Subramanian was diagnosed with type 2 diabetes at the age of 35 during a routine examination. He understood the importance of lifestyle modification. He consulted his doctor regularly and also underwent periodic routine investigations. He adhered to the recommended diet. He was told that, for optimal control of blood sugar and blood lipids, he should avoid simple sugars, sweets and excess fatty food. He made it a routine to walk everyday for 30 minutes and maintained correct body weight. During his hospital visits, he performed HbA1c test (an overall estimate of blood sugar for the last three months), cholesterol (once in six months) and also got his eyes, feet, kidneys and heart checked every year. Above all, he strictly complied with the medicines prescribed by his diabetologist. This lawyer is now 75 years old, a proud grandfather who had a successful, happy life, despite diabetes. This is the good face of diabetes.

Result of neglect

Ramasamy was diagnosed with diabetes at the age of 30. He was a self-made man, running a successful textile business. Despite being told about the importance of regular monitoring and screening for complications, Ramasamy's priority was his business and he had no time for his regular walks or visits to the doctor. At the age of 45, Ramasamy was rushed into the hospital with an acute heart attack and underwent bypass surgery. Eventually, due to his prolonged illness, his business started to suffer.
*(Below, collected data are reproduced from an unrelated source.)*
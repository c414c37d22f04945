//! Conversations API.
//!
//! A conversation is a server-side history of entries (inputs, model
//! outputs, tool executions, handoffs). Starting or appending to one returns
//! the new entries, or, when streaming, a sequence of [`ConversationEvent`]s.
//! The stream also carries `event:` lines, which the decoder skips; every
//! `data:` payload names its own `type`.

use serde::{Deserialize, Serialize};
use serde_json::Value;
use serde_with::skip_serializing_none;

use crate::client::{ClientError, Endpoint, MistralClient, StreamingEndpoint};
use crate::model::{Content, ResponseFormat, Role, Tool, ToolChoice, UsageInfo};
use crate::stream::ChunkStream;

/// Handle for `/v1/conversations`, obtained from [`MistralClient::conversations`].
#[derive(Debug, Clone, Copy)]
pub struct Conversations<'a> {
    client: &'a MistralClient,
}

impl<'a> Conversations<'a> {
    pub(crate) fn new(client: &'a MistralClient) -> Self {
        Self { client }
    }

    /// Append inputs to an existing conversation.
    pub async fn append(
        &self,
        conversation_id: &str,
        mut request: ConversationAppendRequest,
    ) -> Result<ConversationResponse, ClientError> {
        request.stream = None;
        self.client
            .send_json(&append_path(conversation_id), &request)
            .await
    }

    /// Append inputs to an existing conversation and stream the reply.
    pub async fn append_stream(
        &self,
        conversation_id: &str,
        mut request: ConversationAppendRequest,
    ) -> Result<ChunkStream<ConversationEvent>, ClientError> {
        request.stream = Some(true);
        self.client
            .send_json_stream(&append_path(conversation_id), &request)
            .await
    }
}

const CONVERSATIONS_PATH: &str = "/v1/conversations";

/// The id is percent-encoded so it always stays a single path segment.
fn append_path(conversation_id: &str) -> String {
    format!("{}/{}", CONVERSATIONS_PATH, urlencoding::encode(conversation_id))
}

impl Endpoint for Conversations<'_> {
    type Request = ConversationRequest;
    type Response = ConversationResponse;
    const PATH: &'static str = CONVERSATIONS_PATH;

    fn client(&self) -> &MistralClient {
        self.client
    }

    fn disable_streaming(request: &mut Self::Request) {
        request.stream = None;
    }
}

impl StreamingEndpoint for Conversations<'_> {
    type Chunk = ConversationEvent;

    fn enable_streaming(request: &mut Self::Request) {
        request.stream = Some(true);
    }
}

/// Who runs handoffs between agents.
#[derive(Debug, Copy, Clone, Serialize, Deserialize, PartialEq, Eq)]
#[serde(rename_all = "lowercase")]
pub enum HandoffExecution {
    Client,
    Server,
}

/// Inputs of a conversation turn: a plain prompt or explicit entries.
#[derive(Debug, Clone, Serialize, Deserialize, PartialEq)]
#[serde(untagged)]
pub enum ConversationInputs {
    Text(String),
    Entries(Vec<ConversationEntry>),
}

impl From<&str> for ConversationInputs {
    fn from(text: &str) -> Self {
        ConversationInputs::Text(text.to_string())
    }
}

impl From<String> for ConversationInputs {
    fn from(text: String) -> Self {
        ConversationInputs::Text(text)
    }
}

impl From<Vec<ConversationEntry>> for ConversationInputs {
    fn from(entries: Vec<ConversationEntry>) -> Self {
        ConversationInputs::Entries(entries)
    }
}

/// Sampling parameters for conversation turns.
#[skip_serializing_none]
#[derive(Debug, Clone, Default, Serialize, Deserialize, PartialEq)]
pub struct CompletionArgs {
    pub temperature: Option<f32>,
    pub top_p: Option<f32>,
    pub max_tokens: Option<u32>,
    pub random_seed: Option<u64>,
    pub stop: Option<Vec<String>>,
    pub response_format: Option<ResponseFormat>,
    pub tool_choice: Option<ToolChoice>,
    pub presence_penalty: Option<f32>,
    pub frequency_penalty: Option<f32>,
}

/// Start a conversation, with either a `model` or an `agent_id`.
#[skip_serializing_none]
#[derive(Debug, Clone, Serialize, Deserialize)]
pub struct ConversationRequest {
    pub inputs: ConversationInputs,
    pub model: Option<String>,
    pub agent_id: Option<String>,
    pub instructions: Option<String>,
    pub tools: Option<Vec<Tool>>,
    pub completion_args: Option<CompletionArgs>,
    pub name: Option<String>,
    pub description: Option<String>,
    /// Persist the conversation server-side
    pub store: Option<bool>,
    pub handoff_execution: Option<HandoffExecution>,
    pub stream: Option<bool>,
}

impl ConversationRequest {
    fn from_inputs(inputs: ConversationInputs) -> Self {
        Self {
            inputs,
            model: None,
            agent_id: None,
            instructions: None,
            tools: None,
            completion_args: None,
            name: None,
            description: None,
            store: None,
            handoff_execution: None,
            stream: None,
        }
    }

    /// Converse with a model directly.
    pub fn new(model: impl Into<String>, inputs: impl Into<ConversationInputs>) -> Self {
        Self {
            model: Some(model.into()),
            ..Self::from_inputs(inputs.into())
        }
    }

    /// Converse with a configured agent.
    pub fn for_agent(agent_id: impl Into<String>, inputs: impl Into<ConversationInputs>) -> Self {
        Self {
            agent_id: Some(agent_id.into()),
            ..Self::from_inputs(inputs.into())
        }
    }

    pub fn with_instructions(mut self, instructions: impl Into<String>) -> Self {
        self.instructions = Some(instructions.into());
        self
    }

    pub fn with_tools(mut self, tools: Vec<Tool>) -> Self {
        self.tools = Some(tools);
        self
    }

    pub fn with_completion_args(mut self, args: CompletionArgs) -> Self {
        self.completion_args = Some(args);
        self
    }

    pub fn with_store(mut self, store: bool) -> Self {
        self.store = Some(store);
        self
    }
}

#[skip_serializing_none]
#[derive(Debug, Clone, Serialize, Deserialize)]
pub struct ConversationAppendRequest {
    pub inputs: ConversationInputs,
    pub completion_args: Option<CompletionArgs>,
    pub store: Option<bool>,
    pub handoff_execution: Option<HandoffExecution>,
    pub stream: Option<bool>,
}

impl ConversationAppendRequest {
    pub fn new(inputs: impl Into<ConversationInputs>) -> Self {
        Self {
            inputs: inputs.into(),
            completion_args: None,
            store: None,
            handoff_execution: None,
            stream: None,
        }
    }
}

/// An entry in a conversation history.
#[skip_serializing_none]
#[derive(Debug, Clone, Serialize, Deserialize, PartialEq)]
#[serde(tag = "type")]
pub enum ConversationEntry {
    #[serde(rename = "message.input")]
    MessageInput {
        role: Role,
        content: Content,
        id: Option<String>,
        created_at: Option<String>,
    },
    #[serde(rename = "message.output")]
    MessageOutput {
        content: Content,
        role: Option<Role>,
        id: Option<String>,
        agent_id: Option<String>,
        model: Option<String>,
        created_at: Option<String>,
        completed_at: Option<String>,
    },
    #[serde(rename = "function.call")]
    FunctionCall {
        tool_call_id: String,
        name: String,
        /// JSON-encoded arguments
        arguments: String,
        id: Option<String>,
    },
    #[serde(rename = "function.result")]
    FunctionResult {
        tool_call_id: String,
        result: String,
        id: Option<String>,
    },
    #[serde(rename = "tool.execution")]
    ToolExecution {
        name: String,
        id: Option<String>,
        info: Option<Value>,
    },
    #[serde(rename = "agent.handoff")]
    AgentHandoff {
        previous_agent_id: Option<String>,
        previous_agent_name: Option<String>,
        next_agent_id: Option<String>,
        next_agent_name: Option<String>,
        id: Option<String>,
    },
    #[serde(other)]
    Unknown,
}

impl ConversationEntry {
    /// A user message input.
    pub fn user(content: impl Into<Content>) -> Self {
        ConversationEntry::MessageInput {
            role: Role::User,
            content: content.into(),
            id: None,
            created_at: None,
        }
    }

    /// The client-side result of a `function.call` entry.
    pub fn function_result(tool_call_id: impl Into<String>, result: impl Into<String>) -> Self {
        ConversationEntry::FunctionResult {
            tool_call_id: tool_call_id.into(),
            result: result.into(),
            id: None,
        }
    }
}

#[derive(Debug, Clone, Deserialize)]
pub struct ConversationResponse {
    pub object: Option<String>,
    pub conversation_id: String,
    pub outputs: Vec<ConversationEntry>,
    #[serde(default)]
    pub usage: UsageInfo,
}

impl ConversationResponse {
    /// Text of all message outputs, in order.
    pub fn text(&self) -> String {
        self.outputs
            .iter()
            .filter_map(|entry| match entry {
                ConversationEntry::MessageOutput { content, .. } => Some(content.text()),
                _ => None,
            })
            .collect()
    }
}

/// One event of a streamed conversation turn.
#[derive(Debug, Clone, Deserialize, PartialEq)]
#[serde(tag = "type")]
pub enum ConversationEvent {
    #[serde(rename = "conversation.response.started")]
    ResponseStarted {
        conversation_id: String,
        created_at: Option<String>,
    },
    #[serde(rename = "conversation.response.done")]
    ResponseDone {
        #[serde(default)]
        usage: UsageInfo,
        created_at: Option<String>,
    },
    #[serde(rename = "conversation.response.error")]
    ResponseError {
        message: String,
        code: Option<i64>,
        created_at: Option<String>,
    },
    #[serde(rename = "message.output.delta")]
    MessageOutputDelta {
        content: Content,
        output_index: Option<u32>,
        content_index: Option<u32>,
        id: Option<String>,
        model: Option<String>,
        agent_id: Option<String>,
        role: Option<Role>,
        created_at: Option<String>,
    },
    #[serde(rename = "tool.execution.started")]
    ToolExecutionStarted {
        name: String,
        output_index: Option<u32>,
        id: Option<String>,
        created_at: Option<String>,
    },
    #[serde(rename = "tool.execution.done")]
    ToolExecutionDone {
        name: String,
        output_index: Option<u32>,
        id: Option<String>,
        info: Option<Value>,
        created_at: Option<String>,
    },
    #[serde(rename = "agent.handoff.started")]
    AgentHandoffStarted {
        previous_agent_id: Option<String>,
        previous_agent_name: Option<String>,
        output_index: Option<u32>,
        id: Option<String>,
        created_at: Option<String>,
    },
    #[serde(rename = "agent.handoff.done")]
    AgentHandoffDone {
        next_agent_id: Option<String>,
        next_agent_name: Option<String>,
        output_index: Option<u32>,
        id: Option<String>,
        created_at: Option<String>,
    },
    #[serde(rename = "function.call.delta")]
    FunctionCallDelta {
        name: String,
        tool_call_id: String,
        /// Partial JSON-encoded arguments
        arguments: String,
        output_index: Option<u32>,
        id: Option<String>,
        created_at: Option<String>,
    },
    #[serde(other)]
    Unknown,
}

impl ConversationEvent {
    /// Text carried by a message output delta.
    pub fn delta_text(&self) -> Option<String> {
        match self {
            ConversationEvent::MessageOutputDelta { content, .. } => Some(content.text()),
            _ => None,
        }
    }
}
He developed kidney disease and became partially blind because of diabetic retinopathy. Now he is undergoing dialysis, his expenditure on medicines is Rs. 25-30,000 a month. He had to sell his shops and his bungalow. This is a real story of a man who had to give up all his assets to meet the bills of his chronic disease and its complications; an example of diabetes neglected. This could have changed if he had been careful and taken appropriate care. This is the bad face of diabetes.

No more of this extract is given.